C’è stato spazio anche per celebrare Santo Stefano, il titolare del Duomo di Casalmaggiore. Nella Santa Messa del giorno successivo hanno partecipato il sindaco Filippo Bongiovanni insieme ad una rappresentanza delle forze dell’ordine, con la tradizionale consegna del cero pasquale alle parrocchie cittadine. Nella propria omelia don Claudio ha ringrazio le autorità presenti e la comunità cattolica ghanese per aver partecipano alla liturgia. E proprio da questo legame tra la parrocchia e il Comune – espressa anche dalla croce asburgica indossata dall’abate parroco, donata dall’imperatore Francesco II alla fine del Settecento -, il sacerdote ha preso spunto per riflettere ancora una volta sulla parola “martire”.
«Quest’anno l’ho ripetuto più volte, ma come ha anche ricordato il sindaco nel suo discorso in teatro, quest’estate abbiamo avuto un campione olimpionico nella staffetta come esempio. Ebbene, il linguaggio del martire è collegato a quello sportivo: dalla palma che esprime la vittoria, così il testimone – il martyrios – è ciò che si passa da una persona all’altra». Tra immagini sportive e della quotidianità, ecco l’Olimpiade di quest’estate: «Se devo pensare alle gesta estive del nostro concittadino Fausto Desalu, appunto ha raccolto l’oggetto e l’ha passato ad un altro, così è il martirio per noi cristiani: raccogliere una testimonianza e donarla all’altro».

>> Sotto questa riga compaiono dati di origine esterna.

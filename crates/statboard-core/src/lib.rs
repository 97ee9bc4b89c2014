use serde::{Deserialize, Serialize};
use std::fmt;

pub mod cards;
pub mod error;

pub use cards::{
    INDICATOR_COLORS, Indicator, IndicatorsCard, IndicatorsCardGroup, RawIndicator, TeamCard,
    TeamGrid, TeamStats, fill_percent, team_cards,
};
pub use error::OverlayError;

/// Identifier of the entity an overlay describes (a team, in the dashboard).
#[derive(Debug, Clone, Copy, PartialEq, Eq, PartialOrd, Ord, Hash, Serialize, Deserialize)]
#[serde(transparent)]
pub struct SubjectId(pub i64);

impl fmt::Display for SubjectId {
    fn fmt(&self, f: &mut fmt::Formatter<'_>) -> fmt::Result {
        write!(f, "{}", self.0)
    }
}

/// Distinguishes one fetch session from every later one on the same controller.
///
/// Tokens only ever grow; zero is never handed out, so a default token never
/// matches a live session.
#[derive(Debug, Clone, Copy, Default, PartialEq, Eq, PartialOrd, Ord, Hash, Serialize, Deserialize)]
pub struct SessionToken(pub u64);

impl SessionToken {
    pub fn next(self) -> Self {
        Self(self.0 + 1)
    }
}

impl fmt::Display for SessionToken {
    fn fmt(&self, f: &mut fmt::Formatter<'_>) -> fmt::Result {
        write!(f, "#{}", self.0)
    }
}

#[cfg(test)]
mod tests {
    use super::*;

    #[test]
    fn test_session_tokens_grow() {
        let first = SessionToken::default().next();
        let second = first.next();
        assert!(second > first);
        assert_ne!(first, SessionToken::default());
        assert_eq!(second.to_string(), "#2");
    }

    #[test]
    fn test_subject_id_is_transparent_in_json() {
        let json = serde_json::to_string(&SubjectId(42)).unwrap();
        assert_eq!(json, "42");
        let back: SubjectId = serde_json::from_str(&json).unwrap();
        assert_eq!(back, SubjectId(42));
    }
}
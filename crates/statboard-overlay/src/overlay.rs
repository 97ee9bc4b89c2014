use crate::session::{Applied, RequestController, SessionStatus};
use crate::settings::OverlaySettings;
use crate::source::SubjectSource;
use statboard_core::{OverlayError, SessionToken, SubjectId};
use statboard_events::{Event, EventBus};
use statboard_geometry::{OverlayPosition, Rect, compute_position};
use tokio::runtime::Handle;
use tracing::{debug, warn};

#[derive(Debug, Clone, Copy, PartialEq, Eq)]
pub enum OverlayPhase {
    Closed,
    /// Position computed, session not yet started. Only observable from
    /// inside `activate`.
    Opening,
    Pending,
    Ready,
    Failed,
}

#[derive(Debug, PartialEq)]
pub enum OverlayContent<'a, D> {
    Nothing,
    Loading,
    Error(&'a str),
    Ready(&'a D),
}

/// Everything the presentational layer needs to draw the overlay.
#[derive(Debug, PartialEq)]
pub struct OverlayView<'a, D> {
    pub phase: OverlayPhase,
    pub subject: Option<SubjectId>,
    pub position: Option<OverlayPosition>,
    pub content: OverlayContent<'a, D>,
}

#[derive(Debug, Clone, Copy, PartialEq, Eq)]
pub enum Activation {
    Opened { token: SessionToken },
    /// The overlay already shows this subject; nothing was refetched.
    Unchanged,
}

/// Click-triggered overlay showing a fetched breakdown for one subject.
///
/// Dropping the controller closes the overlay and supersedes its session.
pub struct OverlayController<S: SubjectSource, D> {
    settings: OverlaySettings,
    requests: RequestController<S, D>,
    subject: Option<SubjectId>,
    position: Option<OverlayPosition>,
    events: Option<EventBus>,
}

impl<S: SubjectSource, D> OverlayController<S, D> {
    pub fn new(
        settings: OverlaySettings,
        source: S,
        transform: impl Fn(S::Raw) -> D + 'static,
        runtime: Handle,
    ) -> Self {
        Self {
            settings,
            requests: RequestController::new(source, transform, runtime),
            subject: None,
            position: None,
            events: None,
        }
    }

    pub fn with_events(mut self, events: EventBus) -> Self {
        self.requests.set_events(events.clone());
        self.events = Some(events);
        self
    }

    pub fn settings(&self) -> &OverlaySettings {
        &self.settings
    }

    pub fn requests(&self) -> &RequestController<S, D> {
        &self.requests
    }

    pub fn subject(&self) -> Option<SubjectId> {
        self.subject
    }

    pub fn is_open(&self) -> bool {
        self.subject.is_some()
    }

    pub fn phase(&self) -> OverlayPhase {
        if self.subject.is_none() {
            return OverlayPhase::Closed;
        }
        match self.requests.status() {
            SessionStatus::Idle => OverlayPhase::Opening,
            SessionStatus::Pending => OverlayPhase::Pending,
            SessionStatus::Ok(_) => OverlayPhase::Ready,
            SessionStatus::Error(_) => OverlayPhase::Failed,
        }
    }

    /// Open the overlay for `subject` below `anchor`.
    ///
    /// `anchor` and `container` are the rectangles measured at gesture time;
    /// `None` or a degenerate rect means the element is detached, which closes
    /// the overlay instead of opening it. Re-activating the subject already
    /// shown is a no-op.
    pub fn activate(
        &mut self,
        anchor: Option<Rect>,
        container: Option<Rect>,
        subject: SubjectId,
    ) -> Result<Activation, OverlayError> {
        let (anchor, container) = match (anchor, container) {
            (Some(anchor), Some(container))
                if anchor.is_measurable() && container.is_measurable() =>
            {
                (anchor, container)
            }
            _ => {
                warn!(%subject, "overlay anchor cannot be measured");
                self.close();
                self.publish(Event::OverlayRejected);
                return Err(OverlayError::UnmeasurableAnchor);
            }
        };

        if self.subject == Some(subject) {
            debug!(%subject, "overlay already open for subject");
            return Ok(Activation::Unchanged);
        }

        self.requests.stop();
        let position = compute_position(
            anchor,
            container,
            self.settings.overlay_width,
            self.settings.side_padding,
            self.settings.vertical_offset,
        );
        self.subject = Some(subject);
        self.position = Some(position);

        let token = self.requests.start(subject);
        debug!(%subject, %token, top = position.top, left = position.left, "overlay opened");
        self.publish(Event::OverlayOpened { subject, position });
        Ok(Activation::Opened { token })
    }

    /// Close the overlay and supersede its session. Closing a closed overlay
    /// does nothing.
    pub fn close(&mut self) {
        self.requests.stop();
        self.position = None;
        if let Some(subject) = self.subject.take() {
            debug!(%subject, "overlay closed");
            self.publish(Event::OverlayClosed {
                subject: Some(subject),
            });
        }
    }

    /// Forced cleanup when the owning view goes away.
    pub fn teardown(&mut self) {
        self.close();
    }

    /// Apply settlements that have already arrived. Call once per frame.
    pub fn pump(&mut self) -> usize {
        self.requests.pump()
    }

    /// Wait for the next settlement and apply it.
    pub async fn settle_next(&mut self) -> Option<Applied> {
        self.requests.settle_next().await
    }

    pub fn render(&self) -> OverlayView<'_, D> {
        let content = if self.subject.is_none() {
            OverlayContent::Nothing
        } else {
            match self.requests.status() {
                SessionStatus::Idle | SessionStatus::Pending => OverlayContent::Loading,
                SessionStatus::Ok(payload) => OverlayContent::Ready(payload),
                SessionStatus::Error(message) => OverlayContent::Error(message),
            }
        };

        OverlayView {
            phase: self.phase(),
            subject: self.subject,
            position: self.position,
            content,
        }
    }

    fn publish(&self, event: Event) {
        if let Some(events) = &self.events {
            events.publish(event);
        }
    }
}

impl<S: SubjectSource, D> Drop for OverlayController<S, D> {
    fn drop(&mut self) {
        self.teardown();
    }
}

Se allora la festa dei santi – salvo rare eccezioni -, è l’anniversario della loro nascita al cielo, «questa celebrazione di Santo Stefano ci dice che il Natale è legato alla morte; è guardare Cristo e assomigliargli, perché il cristiano rinasca in lui» ha detto don Claudio. Una “provocazione” forte, alla quale viene accompagnata ancora la metafora della maratona della vita: «È un passaggio oggi ritenuto “poco corretto”. Viviamo tempi dove si ha la pretesa e l’arroganza di ricreare l’uomo da zero, non c’è più niente di quanto ricevuto ieri da tramandare; perché ciò che ieri era vero, oggi è falso; ciò che è vero è ciò che dico io che domino. Invece essere cristiani – conclude don Claudio – significa prendere atto di aver ricevuto la testimonianza: io sono ciò che sono perché ho ricevuto un messaggio, e finché avrò la possibilità di esistere lo comunicherò agli altri, perché la vita ha una storia».
Prima delle benedizione finale, è stata poi letta la preghiera a Santo Stefano composta da don Alberto Franzini in occasione della Visita Pastorale del vescovo Dante Lanfranconi e dei rinnovati saluti e auguri di buone feste tra i fedeli.